- Information
========

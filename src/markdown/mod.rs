//! Reference heading extractor: turns Markdown into the nested heading
//! tokens consumed by [`crate::toc::get_toc`].

pub mod engine;
pub mod extract;
pub mod nesting;

use log::warn;

use crate::config::TocConfig;
use crate::toc::HeadingToken;

pub use extract::{extract_headings, ExtractedHeading};
pub use nesting::nest_headings;

/// Extract and nest the headings of a markdown document
pub fn get_markdown_toc(markdown: &str, config: &TocConfig) -> Vec<HeadingToken> {
    let headings = extract_headings(markdown, config);
    if headings.is_empty() {
        warn!("No headings found between levels {} and {}", config.min_level, config.max_level);
    }
    nest_headings(headings)
}

#[cfg(test)]
mod tests {
    use super::*;
    use crate::toc::get_toc;

    fn toc_text(markdown: &str) -> (String, usize) {
        let toc = get_toc(&get_markdown_toc(markdown, &TocConfig::default()));
        (toc.to_string().trim().to_string(), toc.len())
    }

    #[test]
    fn test_indented_toc() {
        let (text, len) = toc_text("# Heading 1\n## Heading 2\n### Heading 3\n");
        assert_eq!(
            text,
            "Heading 1 - #heading-1\n    Heading 2 - #heading-2\n        Heading 3 - #heading-3"
        );
        assert_eq!(len, 1);
    }

    #[test]
    fn test_indented_toc_html() {
        let (text, len) = toc_text("# Heading 1\n## <code>Heading</code> 2\n## Heading 3\n");
        assert_eq!(
            text,
            "Heading 1 - #heading-1\n    Heading 2 - #heading-2\n    Heading 3 - #heading-3"
        );
        assert_eq!(len, 1);
    }

    #[test]
    fn test_flat_h2_toc() {
        let (text, len) = toc_text("## Heading 1\n## Heading 2\n## Heading 3\n");
        assert_eq!(
            text,
            "Heading 1 - #heading-1\nHeading 2 - #heading-2\nHeading 3 - #heading-3"
        );
        assert_eq!(len, 3);
    }

    #[test]
    fn test_mixed_html() {
        let markdown = "# Heading 1\n## Heading 2\n# Heading 3\n### Heading 4\n### <a>Heading 5</a>\n";
        let (text, len) = toc_text(markdown);
        let expected = "\
Heading 1 - #heading-1
    Heading 2 - #heading-2
Heading 3 - #heading-3
    Heading 4 - #heading-4
    Heading 5 - #heading-5";
        assert_eq!(text, expected);
        assert_eq!(len, 2);
    }

    #[test]
    fn test_level() {
        let markdown = "\
# Heading 1
## Heading 1.1
### Heading 1.1.1
### Heading 1.1.2
## Heading 1.2
";
        let toc = get_toc(&get_markdown_toc(markdown, &TocConfig::default()));

        fn level_sequence(items: &[crate::toc::AnchorLink], out: &mut Vec<u32>) {
            for item in items {
                out.push(item.level());
                level_sequence(item.children(), out);
            }
        }

        let mut levels = Vec::new();
        level_sequence(toc.items(), &mut levels);
        assert_eq!(levels, vec![1, 2, 3, 3, 2]);
    }

    #[test]
    fn test_unsluggable_headings_keep_an_anchor() {
        let toc = get_toc(&get_markdown_toc("# !!!\n\n## ???\n", &TocConfig::default()));
        assert_eq!(toc.to_string(), "!!! - #_1\n    ??? - #_2\n");
    }

    #[test]
    fn test_nested_anchor() {
        let markdown = "# Heading 1\n## Heading 2\n# Heading 3\n### Heading 4\n### <a href=\"/\">Heading 5</a>\n";
        let (text, len) = toc_text(markdown);
        let expected = "\
Heading 1 - #heading-1
    Heading 2 - #heading-2
Heading 3 - #heading-3
    Heading 4 - #heading-4
    Heading 5 - #heading-5";
        assert_eq!(text, expected);
        assert_eq!(len, 2);
    }

    #[test]
    fn test_entityref() {
        let (text, len) = toc_text("# Heading & 1\n## Heading > 2\n### Heading < 3\n");
        let expected = "\
Heading &amp; 1 - #heading-1
    Heading &gt; 2 - #heading-2
        Heading &lt; 3 - #heading-3";
        assert_eq!(text, expected);
        assert_eq!(len, 1);
    }

    #[test]
    fn test_charref_is_decoded() {
        let (text, len) = toc_text("# &#64;Header\n");
        assert_eq!(text, "@Header - #header");
        assert_eq!(len, 1);
    }

    #[test]
    fn test_front_matter_is_ignored() {
        let (text, _) = toc_text("---\ntitle: Page\n---\n\n# Real\n");
        assert_eq!(text, "Real - #real");
    }

    #[test]
    fn test_empty_document() {
        let (text, len) = toc_text("No headings here.\n");
        assert_eq!(text, "");
        assert_eq!(len, 0);
    }
}
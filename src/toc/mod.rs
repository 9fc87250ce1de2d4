//! Per-page table of contents.
//!
//! Heading tokens arrive already nested; [`get_toc`] turns them into an
//! [`AnchorLink`] tree owned by a [`TableOfContents`].

mod anchor;
mod builder;
mod contents;
mod token;

pub use anchor::AnchorLink;
pub use builder::get_toc;
pub use contents::TableOfContents;
pub use token::{
    count_tokens, load_tokens, parse_tokens_json, parse_tokens_yaml, validate_tokens,
    HeadingToken,
};
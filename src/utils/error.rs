use std::error::Error;
use std::fmt;
use std::io;

/// Common result type for pagetoc operations
pub type BoxResult<T> = Result<T, Box<dyn Error>>;

/// Error types for pagetoc operations
#[derive(Debug)]
pub enum TocError {
    /// IO error wrapper
    Io(io::Error),
    /// Configuration error
    Config(String),
    /// Malformed heading token input
    Token(String),
    /// Generic error message
    Generic(String),
}

impl fmt::Display for TocError {
    fn fmt(&self, f: &mut fmt::Formatter<'_>) -> fmt::Result {
        match self {
            TocError::Io(err) => write!(f, "IO error: {}", err),
            TocError::Config(msg) => write!(f, "Configuration error: {}", msg),
            TocError::Token(msg) => write!(f, "Token error: {}", msg),
            TocError::Generic(msg) => write!(f, "{}", msg),
        }
    }
}

impl Error for TocError {
    fn source(&self) -> Option<&(dyn Error + 'static)> {
        match self {
            TocError::Io(err) => Some(err),
            _ => None,
        }
    }
}

impl From<io::Error> for TocError {
    fn from(err: io::Error) -> Self {
        TocError::Io(err)
    }
}

impl From<String> for TocError {
    fn from(msg: String) -> Self {
        TocError::Generic(msg)
    }
}

impl From<&str> for TocError {
    fn from(msg: &str) -> Self {
        TocError::Generic(msg.to_string())
    }
}
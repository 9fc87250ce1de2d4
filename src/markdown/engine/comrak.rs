use comrak::Options;

/// Create ComrakOptions with GitHub Flavored Markdown settings for heading extraction
pub fn create_comrak_options<'a>() -> Options<'a> {
    let mut options = Options::default();

    // Extension options - GitHub Flavored Markdown
    options.extension.strikethrough = true;
    options.extension.tagfilter = true;
    options.extension.table = true;
    options.extension.autolink = true;
    options.extension.tasklist = true;
    options.extension.footnotes = true;
    options.extension.description_lists = true;
    options.extension.front_matter_delimiter = Some("---".to_string());

    // Heading text is taken literally, quotes and dashes untouched
    options.parse.smart = false;

    options
}
use comrak::nodes::{AstNode, NodeValue};
use comrak::{parse_document, Arena};
use log::debug;

use crate::config::TocConfig;
use crate::markdown::engine::create_comrak_options;

/// A heading found in the document, before nesting
#[derive(Debug, Clone, PartialEq, Eq)]
pub struct ExtractedHeading {
    pub level: u32,
    pub id: String,
    /// Plain heading text, HTML-escaped
    pub name: String,
}

/// Extract headings from markdown content, in document order.
///
/// Headings outside the configured level window are left out.
pub fn extract_headings(markdown: &str, config: &TocConfig) -> Vec<ExtractedHeading> {
    let arena = Arena::new();
    let options = create_comrak_options();
    let root = parse_document(&arena, markdown, &options);

    let mut headings = Vec::new();
    let mut unnamed = 0;

    for node in root.descendants() {
        let level = match node.data.borrow().value {
            NodeValue::Heading(ref heading) => u32::from(heading.level),
            _ => continue,
        };

        let text = collect_text(node);

        if !config.includes_level(level) {
            debug!(
                "Skipping h{} heading '{}' outside levels {}..={}",
                level, text, config.min_level, config.max_level
            );
            continue;
        }

        let mut id = slug::slugify(&text);
        if id.is_empty() {
            // Nothing sluggable: number it `_1`, `_2`, ... so the anchor is never bare
            unnamed += 1;
            id = format!("_{}", unnamed);
        }

        headings.push(ExtractedHeading {
            level,
            id,
            name: html_escape::encode_text(&text).into_owned(),
        });
    }

    headings
}

/// Plain text of a heading; inline markup and raw HTML tags are dropped
fn collect_text<'a>(node: &'a AstNode<'a>) -> String {
    let mut text = String::new();

    for descendant in node.descendants() {
        match descendant.data.borrow().value {
            NodeValue::Text(ref literal) => text.push_str(literal),
            NodeValue::Code(ref code) => text.push_str(&code.literal),
            NodeValue::SoftBreak | NodeValue::LineBreak => text.push(' '),
            _ => {}
        }
    }

    text.trim().to_string()
}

========

Only lines that hold the string "write" belong in the answer, so copy every one of them from the records.

            TocError::Io(err) => write!(f, "IO error: {}", err),
            TocError::Config(msg) => write!(f, "Configuration error: {}", msg),
            TocError::Token(msg) => write!(f, "Token error: {}", msg),
            TocError::Generic(msg) => write!(f, "{}", msg),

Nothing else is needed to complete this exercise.